Homework required before next school bond

While bond measure 4A failed, the needs of the schools – and Grand Junction High School in particular – still exist. We will undoubtedly be faced with the need to again ask Mesa County voters for support.

GJHS’s physical condition is not sustainable and something must be done. The $5 million that will now be spent on short-term fixes will not produce lasting results. It’s like giving a band-aid to a patient in intensive care. School security at GJHS, Fruita Monument High School, Central High School and Palisade High School also remains a concern.

In the lead-up to the election, many people acknowledged these inescapable conclusions, but expressed skepticism over the district’s track record, projected construction costs and even the prospect of issuing a bond at a premium. Given the fact that replacing GJHS is inevitable, I have a homework assignment for both bond measure skeptics and the school board and district leadership.

To the leadership, I challenge you to find a way to provide detailed answers to skeptics and to demonstrate over the next year that you have learned from prior board and administrative failings in tracking and managing the use of funds. I believe Dr. Sirko has righted the ship, but clearly more needs to be done to build community support and trust. Take this extra time to refine cost estimates and provide more detail.

Finally, to community members who continue to recycle past arguments against school bond measures, take the time to review information on the use of funds and capital projects covered by the 2017 bond measure. The detail is on the district website and fully transparent (see https://www.d51schools.org/resources/bond_and_mill/3_a___3_b_financial_transparency_pages). Increase your financial literacy to understand what a bond premium is (and what it is not). For example, a premium does not increase the amount that the district would be required to repay. Challenge your prior, long-held assumptions by attending school board and community information meetings. Gather and evaluate available, reliable data.

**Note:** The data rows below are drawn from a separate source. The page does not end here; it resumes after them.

//! JSON event scripts.
//!
//! A script lists typed commands the way an authoring tool would export
//! them:
//!
//! ```json
//! {
//!   "owner": 3,
//!   "commands": [
//!     { "type": "show_message", "params": { "speaker": "Guard", "text": "Halt!", "wait_for_input": true } },
//!     { "type": "wait", "params": { "ticks": 10 } },
//!     { "type": "end_if" }
//!   ]
//! }
//! ```
//!
//! Entries without `params` use the default parameters of their kind.
//! Scripts are turned into [`CommandDescriptor`]s, so they run through the
//! same factory path as any authored content.

use std::path::Path;

use anyhow::{Context, Result};
use event_core::{Command, CommandDescriptor, CommandFactory, CommandVariant, OwnerId};
use serde::Deserialize;

#[derive(Debug, Clone, Deserialize)]
pub struct Script {
    #[serde(default)]
    pub name: Option<String>,
    /// Event that owns the session; `None` lets the player pick one.
    #[serde(default)]
    pub owner: Option<u32>,
    pub commands: Vec<ScriptEntry>,
}

#[derive(Debug, Clone, Deserialize)]
pub struct ScriptEntry {
    #[serde(rename = "type")]
    pub type_tag: String,
    #[serde(default = "enabled_by_default")]
    pub enabled: bool,
    #[serde(default)]
    pub params: Option<serde_json::Value>,
}

const fn enabled_by_default() -> bool {
    true
}

impl Script {
    pub fn from_json(text: &str) -> Result<Self> {
        serde_json::from_str(text).context("failed to parse event script")
    }

    pub fn load(path: &Path) -> Result<Self> {
        let text = std::fs::read_to_string(path)
            .with_context(|| format!("failed to read script: {}", path.display()))?;
        Self::from_json(&text).with_context(|| format!("invalid script: {}", path.display()))
    }

    pub fn owner_or(&self, fallback: OwnerId) -> OwnerId {
        self.owner.map_or(fallback, OwnerId)
    }

    /// Encodes every entry into a descriptor.
    ///
    /// Unknown types are passed through untouched; the factory drops them
    /// with a diagnostic when the program is built.
    pub fn to_descriptors(&self, factory: &CommandFactory) -> Result<Vec<CommandDescriptor>> {
        self.commands
            .iter()
            .enumerate()
            .map(|(index, entry)| -> Result<CommandDescriptor> {
                let Some(kind) = factory.registry().lookup(&entry.type_tag) else {
                    tracing::warn!(index, tag = %entry.type_tag, "script uses an unknown command type");
                    let descriptor = CommandDescriptor::new(entry.type_tag.clone(), Vec::new());
                    return Ok(if entry.enabled {
                        descriptor
                    } else {
                        descriptor.disabled()
                    });
                };

                let variant = match entry.params.clone() {
                    None => CommandVariant::default_for(kind),
                    Some(params) => CommandVariant::from_params(kind, params).with_context(|| {
                        format!("invalid params for `{}` at entry {index}", entry.type_tag)
                    })?,
                };
                let mut command = Command::new(variant);
                if !entry.enabled {
                    command = command.disabled();
                }
                Ok(factory.create_command_data(&command)?)
            })
            .collect()
    }
}

#[cfg(test)]
mod tests {
    use super::*;
    use event_core::{CommandKind, ExecutionMode};

    const SCRIPT: &str = r#"{
        "name": "gatekeeper",
        "owner": 12,
        "commands": [
            { "type": "control_variables", "params": { "variable": "gold", "operation": "Add", "operand": { "Constant": 5 } } },
            { "type": "conditional_branch", "params": { "conditions": { "conditions": [ { "Variable": { "name": "gold", "comparison": "GreaterOrEqual", "value": 5 } } ], "mode": "All" } } },
            { "type": "show_message", "params": { "speaker": "Guard", "text": "Welcome.", "wait_for_input": false } },
            { "type": "end_if" },
            { "type": "play_movie" },
            { "type": "wait", "enabled": false, "params": { "ticks": 3 } }
        ]
    }"#;

    #[test]
    fn script_builds_into_a_program() {
        let factory = CommandFactory::default();
        let script = Script::from_json(SCRIPT).unwrap();
        assert_eq!(script.owner_or(OwnerId::GLOBAL), OwnerId(12));

        let descriptors = script.to_descriptors(&factory).unwrap();
        assert_eq!(descriptors.len(), 6);
        assert!(!descriptors[5].enabled);

        let program = factory
            .build_program(&descriptors, ExecutionMode::Auto)
            .unwrap();
        let kinds: Vec<_> = program.iter().map(Command::kind).collect();
        assert_eq!(
            kinds,
            vec![
                CommandKind::ControlVariables,
                CommandKind::ConditionalBranch,
                CommandKind::ShowMessage,
                CommandKind::EndIf,
                CommandKind::Wait,
            ]
        );
    }

    #[test]
    fn bad_params_are_reported_with_their_entry() {
        let factory = CommandFactory::default();
        let script = Script::from_json(
            r#"{ "commands": [ { "type": "wait", "params": { "ticks": "soon" } } ] }"#,
        )
        .unwrap();
        let error = script.to_descriptors(&factory).unwrap_err();
        assert!(format!("{error:#}").contains("entry 0"), "{error:#}");
    }
}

Education is one area that has traditionally been viewed as a community benefit AND responsibility. As responsible citizens, we owe it to each other and to future generations to take this homework assignment seriously.

In the meantime, I will join my fellow GJHS teachers in continuing to do our best for our students regardless of building conditions and safety issues. GJ Strong!


GJHS Social Studies teacher and D51 parent

Grand Junction

Election judge ‘insulted’ at suggestion results were late

As a start, to clarify if Mesa County’s population is more than double the next neighboring county, Garfield:

More voters means greater processing time. From Garfield’s Post-Independent it was written that unofficial results came in at 9:07 p.m. on Tuesday. I’m unclear on what times are being compared in the Wednesday Sentinel editorial. It seems results at 7:58 p.m. for Mesa County are miraculous considering the effort needed to process ballots.

Also to state the obvious, polls closed at 7 p.m., meaning more than 1,000 ballots this election needed to travel from their point of origin to the ballot office by around 7:10 p.m. and then be counted as diligently as the very first ballots.

In any case, making election results a race seems counter-intuitive to making them accurate and fair.

Additionally, I’m a bit insulted as a temporary election judge, being considered part of lackluster performance or part of a snag-infested process. Many of us worked a very long day on Tuesday, some 11 hours or more, to process all ballots as quickly as possible. All day, but from 6 p.m. on particularly, the offices were literally buzzing. I felt no snags.

I feel the need to defend the Mesa County Clerk’s office, the permanent employees, and the staff of temporary elections judges tasked with receiving, verifying, and counting each ballot. Kudos to you all. This is only the second election I have worked in the office, however, I was working with other judges — an even mix of Republicans and Democrats as required — who have many, many years of knowledge to add.

It is a beautiful experience in democracy to work across a desk or side by side at a computer with a member of a different party and have nothing but confidence in their integrity, fairness, and goodwill striving towards the singular goal of doing the “people’s business” of keeping the machinery of an election accurate. Again, kudos to us, kudos to Mesa County and Colorado’s voting process.